====== Data to examine ======
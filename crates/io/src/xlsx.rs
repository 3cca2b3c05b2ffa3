//! Excel import (xlsx, xls, xlsb, ods) from in-memory payloads and report
//! export (xlsx only).
//!
//! Import reads exactly one named sheet per payload: the first row is the
//! header, every following row becomes a table row. The core never touches
//! files itself; callers hand bytes in and get a `Table` back.

use std::io::Cursor;
use std::path::Path;

use calamine::{open_workbook_auto_from_rs, Data, Reader, Sheets};
use rust_xlsxwriter::{Format, Workbook as XlsxWorkbook};

use dupetrace_recon::model::{Cell, Table};
use dupetrace_recon::ReconError;

/// Parse one named sheet of a spreadsheet payload into a table.
pub fn read_sheet(bytes: &[u8], file_name: &str, sheet_name: &str) -> Result<Table, ReconError> {
    let mut workbook: Sheets<_> =
        open_workbook_auto_from_rs(Cursor::new(bytes)).map_err(|e| ReconError::FileParse {
            file: file_name.to_string(),
            detail: e.to_string(),
        })?;

    if !workbook.sheet_names().iter().any(|s| s == sheet_name) {
        return Err(ReconError::SheetNotFound {
            file: file_name.to_string(),
            sheet: sheet_name.to_string(),
        });
    }

    let range = workbook.worksheet_range(sheet_name).map_err(|e| ReconError::FileParse {
        file: file_name.to_string(),
        detail: format!("sheet '{sheet_name}': {e}"),
    })?;

    let mut rows = range.rows();
    let header = rows.next().ok_or_else(|| {
        ReconError::Schema(format!("'{file_name}': sheet '{sheet_name}' has no header row"))
    })?;
    let columns: Vec<String> = header.iter().map(header_text).collect();

    let mut table = Table::new(columns);
    for row in rows {
        // Bounding boxes can include fully blank rows; skip them.
        if row.iter().all(|c| matches!(c, Data::Empty)) {
            continue;
        }
        table.push_row(row.iter().map(to_cell).collect());
    }

    Ok(table)
}

fn header_text(data: &Data) -> String {
    match data {
        Data::String(s) => s.trim().to_string(),
        other => other.to_string().trim().to_string(),
    }
}

fn to_cell(data: &Data) -> Cell {
    match data {
        Data::Empty => Cell::Missing,
        Data::String(s) if s.trim().is_empty() => Cell::Missing,
        Data::String(s) => Cell::text(s.clone()),
        Data::Float(n) => Cell::number(*n),
        Data::Int(n) => Cell::number(*n as f64),
        Data::Bool(b) => Cell::text(if *b { "TRUE" } else { "FALSE" }),
        Data::Error(e) => Cell::text(format!("#{e:?}")),
        // Keep the raw serial; the detector's text coercion handles the rest.
        Data::DateTime(dt) => Cell::number(dt.as_f64()),
        Data::DateTimeIso(s) => Cell::text(s.clone()),
        Data::DurationIso(s) => Cell::text(s.clone()),
    }
}

/// Write the final report as a single-sheet workbook with a bold header row.
pub fn export_report(report: &Table, path: &Path) -> Result<(), ReconError> {
    let mut workbook = XlsxWorkbook::new();
    let worksheet = workbook
        .add_worksheet()
        .set_name("Report")
        .map_err(|e| ReconError::Io(e.to_string()))?;

    let header_format = Format::new().set_bold();
    for (col, name) in report.columns().iter().enumerate() {
        worksheet
            .write_with_format(0, col as u16, name.as_str(), &header_format)
            .map_err(|e| ReconError::Io(e.to_string()))?;
    }

    for (r, row) in report.rows().iter().enumerate() {
        for (c, cell) in row.iter().enumerate() {
            let (row_idx, col_idx) = ((r + 1) as u32, c as u16);
            match cell {
                Cell::Missing => {}
                Cell::Number(n) => {
                    worksheet
                        .write_number(row_idx, col_idx, n.into_inner())
                        .map_err(|e| ReconError::Io(e.to_string()))?;
                }
                Cell::Text(s) => {
                    worksheet
                        .write_string(row_idx, col_idx, s)
                        .map_err(|e| ReconError::Io(e.to_string()))?;
                }
            }
        }
    }

    workbook
        .save(path)
        .map_err(|e| ReconError::Io(format!("cannot write {}: {e}", path.display())))?;
    Ok(())
}

#[cfg(test)]
mod tests {
    use super::*;

    /// Build an xlsx payload with one sheet holding the given header + rows.
    fn workbook_bytes(sheet: &str, header: &[&str], rows: &[Vec<Cell>]) -> Vec<u8> {
        let mut workbook = XlsxWorkbook::new();
        let worksheet = workbook.add_worksheet().set_name(sheet).unwrap();
        for (col, name) in header.iter().enumerate() {
            worksheet.write_string(0, col as u16, *name).unwrap();
        }
        for (r, row) in rows.iter().enumerate() {
            for (c, cell) in row.iter().enumerate() {
                match cell {
                    Cell::Missing => {}
                    Cell::Number(n) => {
                        worksheet.write_number((r + 1) as u32, c as u16, n.into_inner()).unwrap();
                    }
                    Cell::Text(s) => {
                        worksheet.write_string((r + 1) as u32, c as u16, s.as_str()).unwrap();
                    }
                }
            }
        }
        workbook.save_to_buffer().unwrap()
    }

    #[test]
    fn reads_header_and_typed_cells() {
        let bytes = workbook_bytes(
            "Consolidated",
            &["BARCODE NO", "RECEIVER MOBILE NO", "RECEIVER CITY"],
            &[
                vec![Cell::text("a1"), Cell::number(9876543210.0), Cell::text("Pune")],
                vec![Cell::text("a2"), Cell::Missing, Cell::Missing],
            ],
        );
        let table = read_sheet(&bytes, "db1.xlsx", "Consolidated").unwrap();
        assert_eq!(
            table.columns(),
            &["BARCODE NO".to_string(), "RECEIVER MOBILE NO".into(), "RECEIVER CITY".into()]
        );
        assert_eq!(table.row_count(), 2);
        assert_eq!(table.cell(0, "RECEIVER MOBILE NO"), Some(&Cell::number(9876543210.0)));
        assert_eq!(table.cell(1, "RECEIVER MOBILE NO"), Some(&Cell::Missing));
    }

    #[test]
    fn missing_sheet_is_reported_with_file_context() {
        let bytes = workbook_bytes("Sheet1", &["a"], &[]);
        let err = read_sheet(&bytes, "db2.xlsx", "Data").unwrap_err();
        match err {
            ReconError::SheetNotFound { file, sheet } => {
                assert_eq!(file, "db2.xlsx");
                assert_eq!(sheet, "Data");
            }
            other => panic!("unexpected error: {other}"),
        }
    }

    #[test]
    fn garbage_payload_is_a_parse_error() {
        let err = read_sheet(b"not a spreadsheet", "junk.xlsx", "Data").unwrap_err();
        assert!(matches!(err, ReconError::FileParse { .. }), "{err}");
    }

    #[test]
    fn export_then_reimport_round_trips() {
        let report = Table::with_rows(
            vec!["BARCODE NO".into(), "PHONE_REPEAT_COUNT".into(), "event-code".into()],
            vec![
                vec![Cell::text("A1"), Cell::number(2.0), Cell::text("DLV")],
                vec![Cell::text("A2"), Cell::number(2.0), Cell::Missing],
            ],
        )
        .unwrap();

        let dir = tempfile::tempdir().unwrap();
        let path = dir.path().join("report.xlsx");
        export_report(&report, &path).unwrap();

        let bytes = std::fs::read(&path).unwrap();
        let back = read_sheet(&bytes, "report.xlsx", "Report").unwrap();
        assert_eq!(back, report);
    }
}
======
# Directions:
Please copy out each line of the material that holds the string "CITY".

# Completed exercise:
            &["BARCODE NO", "RECEIVER MOBILE NO", "RECEIVER CITY"],
            &["BARCODE NO".to_string(), "RECEIVER MOBILE NO".into(), "RECEIVER CITY".into()]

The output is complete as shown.